> [Goal of the exercise]:
Would you filter the listing below so that only lines with the word "Debug" remain?

> [Extracted records]:
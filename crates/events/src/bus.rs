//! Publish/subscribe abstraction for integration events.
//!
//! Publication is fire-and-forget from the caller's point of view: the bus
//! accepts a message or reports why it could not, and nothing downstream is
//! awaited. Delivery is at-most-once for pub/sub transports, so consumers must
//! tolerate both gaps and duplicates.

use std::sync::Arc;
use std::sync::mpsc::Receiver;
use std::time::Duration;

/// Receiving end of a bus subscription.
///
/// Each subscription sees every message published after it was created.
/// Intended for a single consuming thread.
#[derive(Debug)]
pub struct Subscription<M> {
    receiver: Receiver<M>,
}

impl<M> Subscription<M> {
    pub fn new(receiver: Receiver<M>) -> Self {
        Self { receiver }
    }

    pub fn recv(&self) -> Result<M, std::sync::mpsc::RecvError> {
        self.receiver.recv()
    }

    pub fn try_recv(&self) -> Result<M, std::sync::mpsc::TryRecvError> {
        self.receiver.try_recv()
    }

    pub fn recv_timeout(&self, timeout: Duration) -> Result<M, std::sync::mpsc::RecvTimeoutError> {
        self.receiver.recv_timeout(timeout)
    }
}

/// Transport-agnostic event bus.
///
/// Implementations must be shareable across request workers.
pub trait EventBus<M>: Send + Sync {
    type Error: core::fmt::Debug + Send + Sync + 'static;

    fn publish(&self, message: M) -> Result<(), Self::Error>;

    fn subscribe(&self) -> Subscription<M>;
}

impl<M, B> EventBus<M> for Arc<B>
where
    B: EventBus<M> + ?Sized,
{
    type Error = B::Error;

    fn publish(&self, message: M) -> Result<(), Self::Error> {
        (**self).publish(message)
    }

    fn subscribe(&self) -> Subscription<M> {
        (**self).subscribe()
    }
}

---

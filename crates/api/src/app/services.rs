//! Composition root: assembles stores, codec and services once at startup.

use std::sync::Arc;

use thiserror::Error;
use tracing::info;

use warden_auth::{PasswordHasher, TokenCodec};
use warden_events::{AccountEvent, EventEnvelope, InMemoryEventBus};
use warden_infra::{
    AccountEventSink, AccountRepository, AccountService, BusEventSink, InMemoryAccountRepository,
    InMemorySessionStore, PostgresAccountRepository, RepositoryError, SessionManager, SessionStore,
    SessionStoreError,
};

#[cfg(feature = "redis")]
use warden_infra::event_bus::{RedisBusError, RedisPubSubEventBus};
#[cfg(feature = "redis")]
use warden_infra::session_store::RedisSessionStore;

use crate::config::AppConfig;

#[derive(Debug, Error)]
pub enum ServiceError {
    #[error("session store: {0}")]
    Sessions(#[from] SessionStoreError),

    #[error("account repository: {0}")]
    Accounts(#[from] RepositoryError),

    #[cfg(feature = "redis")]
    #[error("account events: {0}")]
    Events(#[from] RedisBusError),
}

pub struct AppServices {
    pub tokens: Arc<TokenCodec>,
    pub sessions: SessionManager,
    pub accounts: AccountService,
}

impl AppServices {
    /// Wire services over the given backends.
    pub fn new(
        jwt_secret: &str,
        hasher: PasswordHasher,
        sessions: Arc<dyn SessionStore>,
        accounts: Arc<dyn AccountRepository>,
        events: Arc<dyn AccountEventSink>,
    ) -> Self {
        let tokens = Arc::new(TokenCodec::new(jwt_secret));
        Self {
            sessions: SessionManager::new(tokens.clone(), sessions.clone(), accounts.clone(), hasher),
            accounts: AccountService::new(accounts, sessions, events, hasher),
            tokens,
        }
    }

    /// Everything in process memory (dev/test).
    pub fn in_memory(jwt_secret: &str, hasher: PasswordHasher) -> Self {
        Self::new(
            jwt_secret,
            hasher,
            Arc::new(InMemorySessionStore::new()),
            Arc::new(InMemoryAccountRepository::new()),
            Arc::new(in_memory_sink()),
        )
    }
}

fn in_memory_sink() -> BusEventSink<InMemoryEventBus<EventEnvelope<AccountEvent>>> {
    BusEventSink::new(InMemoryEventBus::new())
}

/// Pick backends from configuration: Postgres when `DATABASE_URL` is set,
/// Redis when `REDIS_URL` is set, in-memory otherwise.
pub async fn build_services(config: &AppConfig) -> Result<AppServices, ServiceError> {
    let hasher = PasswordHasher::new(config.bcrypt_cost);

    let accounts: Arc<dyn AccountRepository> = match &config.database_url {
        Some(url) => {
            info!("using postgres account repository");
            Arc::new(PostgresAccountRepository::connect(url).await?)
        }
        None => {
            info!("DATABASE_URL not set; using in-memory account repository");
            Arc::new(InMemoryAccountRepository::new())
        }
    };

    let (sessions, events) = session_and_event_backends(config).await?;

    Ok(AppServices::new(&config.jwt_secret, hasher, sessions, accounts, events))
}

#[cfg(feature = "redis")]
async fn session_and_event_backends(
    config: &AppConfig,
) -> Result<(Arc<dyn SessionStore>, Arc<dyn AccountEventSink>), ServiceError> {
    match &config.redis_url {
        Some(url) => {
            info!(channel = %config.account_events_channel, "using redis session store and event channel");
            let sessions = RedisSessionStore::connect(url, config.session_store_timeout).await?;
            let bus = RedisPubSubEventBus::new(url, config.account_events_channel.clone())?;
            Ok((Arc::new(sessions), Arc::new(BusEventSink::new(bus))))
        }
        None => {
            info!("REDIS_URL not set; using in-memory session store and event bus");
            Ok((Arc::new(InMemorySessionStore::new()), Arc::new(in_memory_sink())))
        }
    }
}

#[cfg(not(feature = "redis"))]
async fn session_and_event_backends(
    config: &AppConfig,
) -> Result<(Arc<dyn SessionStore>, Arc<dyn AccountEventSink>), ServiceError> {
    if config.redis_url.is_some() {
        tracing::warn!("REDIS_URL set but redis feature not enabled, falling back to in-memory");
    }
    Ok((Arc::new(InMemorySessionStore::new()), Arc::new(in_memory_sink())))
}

> [Response]:
#[derive(Debug)]
    type Error: core::fmt::Debug + Send + Sync + 'static;
#[derive(Debug, Error)]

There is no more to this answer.